[Dev] NeoScrypt GPU Miner - Public Beta Test

Wolf0

i really hope wolf you are not doing this just for your self…

you would gain more if you release your work, im sure people here would like to collect some bounty for your work to you release latest kernels.

these people here are fair people.

I’m doing this because it’s interesting. Also, SMix being parallelizable hardly matters unless you split it into 3 kernels, which is doable, but idk what the overhead on the kernel launches would be…

T4rQu1N

Quick question, in my bat file, how do I specify different values for say -i or -w so that my two cards (which are different) have different settings?

-i 14,15?

-w 48, 72?

Kind regards,

T4

einkerl

Quick question, in my bat file, how do I specify different values for say -i or -w so that my two cards (which are different) have different settings?

-i 14,15?

-w 48, 72?

Kind regards,

T4

“intensity” : “18,18,18”,
“worksize” : “256,128,256”,

specify in your .conf

ghostlander

neoscrypt_vliw.cl v2

It’s 19.5KH/s now on a HD6970. FastKDF and BLAKE2s have been cleaned up and optimised, memory requirements reduced.

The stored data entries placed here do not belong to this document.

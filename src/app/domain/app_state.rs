use serde::{Deserialize, Deserializer, Serialize};
use serde_json::Value;

use super::color::LineColor;
use super::destination::Destination;
use super::map_style::DEFAULT_MAP_STYLE;
use super::template::{DEFAULT_TEMPLATE_ID, TemplateCatalog};

pub const DEFAULT_TITLE: &str = "Mi viaje por Chile";
/// Title used when the user clears the title field.
pub const UNTITLED: &str = "Mi viaje";

/// Everything the user has set up, as persisted between runs.
///
/// Each stored field falls back to its default on its own, so one bad value
/// never costs the user the rest of the saved stamp.
#[derive(Debug, Clone, PartialEq, Serialize, Deserialize)]
#[serde(rename_all = "camelCase")]
pub struct AppState {
    #[serde(default = "default_title", deserialize_with = "lenient_title")]
    pub title: String,

    #[serde(default, deserialize_with = "lenient_color")]
    pub line_color: LineColor,

    #[serde(
        default = "default_map_style",
        alias = "mapStyle",
        deserialize_with = "lenient_map_style"
    )]
    pub map_style_id: String,

    #[serde(
        default = "default_template_id",
        alias = "templateStyle",
        deserialize_with = "lenient_template_id"
    )]
    pub template_id: String,

    #[serde(default, deserialize_with = "lenient_destinations")]
    pub destinations: Vec<Destination>,
}

fn default_title() -> String {
    DEFAULT_TITLE.to_string()
}

fn default_map_style() -> String {
    DEFAULT_MAP_STYLE.to_string()
}

fn default_template_id() -> String {
    DEFAULT_TEMPLATE_ID.to_string()
}

/// The stored string, if the stored value is one.
fn string_value<'de, D>(deserializer: D) -> Result<Option<String>, D::Error>
where
    D: Deserializer<'de>,
{
    Ok(match Option::<Value>::deserialize(deserializer)? {
        Some(Value::String(s)) => Some(s),
        _ => None,
    })
}

fn lenient_title<'de, D>(deserializer: D) -> Result<String, D::Error>
where
    D: Deserializer<'de>,
{
    Ok(string_value(deserializer)?.unwrap_or_else(default_title))
}

fn lenient_map_style<'de, D>(deserializer: D) -> Result<String, D::Error>
where
    D: Deserializer<'de>,
{
    Ok(string_value(deserializer)?.unwrap_or_else(default_map_style))
}

fn lenient_template_id<'de, D>(deserializer: D) -> Result<String, D::Error>
where
    D: Deserializer<'de>,
{
    Ok(string_value(deserializer)?.unwrap_or_else(default_template_id))
}

/// A stored color that no longer parses falls back to the default one.
fn lenient_color<'de, D>(deserializer: D) -> Result<LineColor, D::Error>
where
    D: Deserializer<'de>,
{
    let raw = string_value(deserializer)?;
    Ok(raw.and_then(|s| s.parse().ok()).unwrap_or_default())
}

/// Anything but an array reads as no destinations; unreadable entries are skipped.
fn lenient_destinations<'de, D>(deserializer: D) -> Result<Vec<Destination>, D::Error>
where
    D: Deserializer<'de>,
{
    Ok(match Option::<Value>::deserialize(deserializer)? {
        Some(Value::Array(items)) => items
            .into_iter()
            .filter_map(|item| serde_json::from_value(item).ok())
            .collect(),
        _ => Vec::new(),
    })
}

impl Default for AppState {
    fn default() -> Self {
        Self {
            title: default_title(),
            line_color: LineColor::default(),
            map_style_id: default_map_style(),
            template_id: default_template_id(),
            destinations: Vec::new(),
        }
    }
}

impl AppState {
    /// Replace empty or unknown values with defaults.
    pub fn normalized(mut self) -> Self {
        if self.title.trim().is_empty() {
            self.title = default_title();
        }
        if self.map_style_id.trim().is_empty() {
            self.map_style_id = default_map_style();
        }
        if TemplateCatalog::get(&self.template_id).is_none() {
            self.template_id = default_template_id();
        }
        self
    }
}
//! Tickets for results that arrive after the UI has moved on.
//!
//! A style load takes a [`Supersede`] ticket: its result is only applied if
//! no newer load has started since. Geocoding lookups go through [`InOrder`]
//! instead, where every request counts and results are released in the order
//! the requests were made.

use std::collections::VecDeque;

#[derive(Debug, Clone, Copy, PartialEq, Eq, PartialOrd, Ord, Hash)]
pub struct Ticket(u64);

impl Ticket {
    pub fn value(self) -> u64 {
        self.0
    }
}

#[derive(Debug, Default)]
pub struct Supersede {
    latest: u64,
}

impl Supersede {
    pub fn new() -> Self {
        Self::default()
    }

    /// Issue a new ticket, invalidating every ticket issued before it.
    pub fn issue(&mut self) -> Ticket {
        self.latest += 1;
        Ticket(self.latest)
    }

    pub fn is_current(&self, ticket: Ticket) -> bool {
        ticket.0 == self.latest
    }
}

/// Pending requests whose results are released in issue order.
///
/// A result that lands early is held until every request issued before it
/// has completed. Cancelled tickets are forgotten, so their results are
/// refused when they arrive.
#[derive(Debug)]
pub struct InOrder<T> {
    latest: u64,
    pending: VecDeque<(Ticket, Option<T>)>,
}

impl<T> Default for InOrder<T> {
    fn default() -> Self {
        Self {
            latest: 0,
            pending: VecDeque::new(),
        }
    }
}

impl<T> InOrder<T> {
    pub fn new() -> Self {
        Self::default()
    }

    pub fn issue(&mut self) -> Ticket {
        self.latest += 1;
        let ticket = Ticket(self.latest);
        self.pending.push_back((ticket, None));
        ticket
    }

    /// Record the result for `ticket` and release everything now ready.
    ///
    /// Returns `None` when the ticket is unknown or was cancelled.
    pub fn complete(&mut self, ticket: Ticket, result: T) -> Option<Vec<T>> {
        let slot = self
            .pending
            .iter_mut()
            .find(|(pending, done)| *pending == ticket && done.is_none())?;
        slot.1 = Some(result);

        let mut ready = Vec::new();
        while matches!(self.pending.front(), Some((_, Some(_)))) {
            if let Some((_, Some(result))) = self.pending.pop_front() {
                ready.push(result);
            }
        }
        Some(ready)
    }

    /// Forget every pending request. Tickets keep counting up.
    pub fn cancel_all(&mut self) -> usize {
        let cancelled = self.pending.len();
        self.pending.clear();
        cancelled
    }
}

#[cfg(test)]
mod tests {
    use super::*;

    #[test]
    fn test_latest_ticket_is_current() {
        let mut token = Supersede::new();
        let t = token.issue();
        assert!(token.is_current(t));
    }

    #[test]
    fn test_newer_ticket_supersedes_older() {
        let mut token = Supersede::new();
        let first = token.issue();
        let second = token.issue();
        assert!(!token.is_current(first));
        assert!(token.is_current(second));
        assert!(second > first);
    }

    #[test]
    fn test_in_order_holds_early_results() {
        let mut queue = InOrder::new();
        let first = queue.issue();
        let second = queue.issue();
        let third = queue.issue();

        assert_eq!(queue.complete(third, "c"), Some(vec![]));
        assert_eq!(queue.complete(second, "b"), Some(vec![]));
        assert_eq!(queue.complete(first, "a"), Some(vec!["a", "b", "c"]));
        assert_eq!(queue.cancel_all(), 0);
    }

    #[test]
    fn test_in_order_refuses_cancelled_and_repeated_tickets() {
        let mut queue = InOrder::new();
        let first = queue.issue();
        assert_eq!(queue.complete(first, 1), Some(vec![1]));
        assert_eq!(queue.complete(first, 1), None);

        let second = queue.issue();
        assert_eq!(queue.cancel_all(), 1);
        assert_eq!(queue.complete(second, 2), None);

        let third = queue.issue();
        assert!(third > second);
        assert_eq!(queue.complete(third, 3), Some(vec![3]));
    }
}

OH MY GOD. I’ve been staring at this code for ages, and it only JUST NOW occurred to me that SMix() is parallelizable. Not the internals of SMix, of course, but the two calls to it…

Yeah, I’ve mentioned this in my white paper. Not sure if it’s of any use for mining.

I’ve never worked on 6xxx, but isn’t shuffle cheap? One shuffle for the permutation, keep it through all the salsa rounds + XOR ops, one shuffle to fix it. Seems like it’d be worth it - of course, unrolling will deliver a lot, probably.

It is, but that’s not what concerns me now. With FastKDF removed, the kernel gets reduced in size by ~60% and outputs 30KH/s.That’s a big overhead, but not critical and I’ve expected more out of ChaCha + Salsa. With ChaCha only enabled, it’s 58KH/s and with Salsa only = 56KH/s. Scalar Salsa isn’t supposed to be about as fast as vectorised ChaCha. It’s clearly scalar because the AMD compiler isn’t really smart and the kernel size is about double of ChaCha only size. Anyway, there is a huge bottleneck somewhere and it needs to be identified.

Wolf0

neoscrypt_vliw.cl v2

It’s 19.5KH/s now on a HD6970. FastKDF and BLAKE2s have been cleaned up and optimised, memory requirements reduced.

Yeah, I’ve mentioned this in my white paper. Not sure if it’s of any use for mining.

It is, but that’s not what concerns me now. With FastKDF removed, the kernel gets reduced in size by ~60% and outputs 30KH/s.That’s a big overhead, but not critical and I’ve expected more out of ChaCha + Salsa. With ChaCha only enabled, it’s 58KH/s and with Salsa only = 56KH/s. Scalar Salsa isn’t supposed to be about as fast as vectorised ChaCha. It’s clearly scalar because the AMD compiler isn’t really smart and the kernel size is about double of ChaCha only size. Anyway, there is a huge bottleneck somewhere and it needs to be identified.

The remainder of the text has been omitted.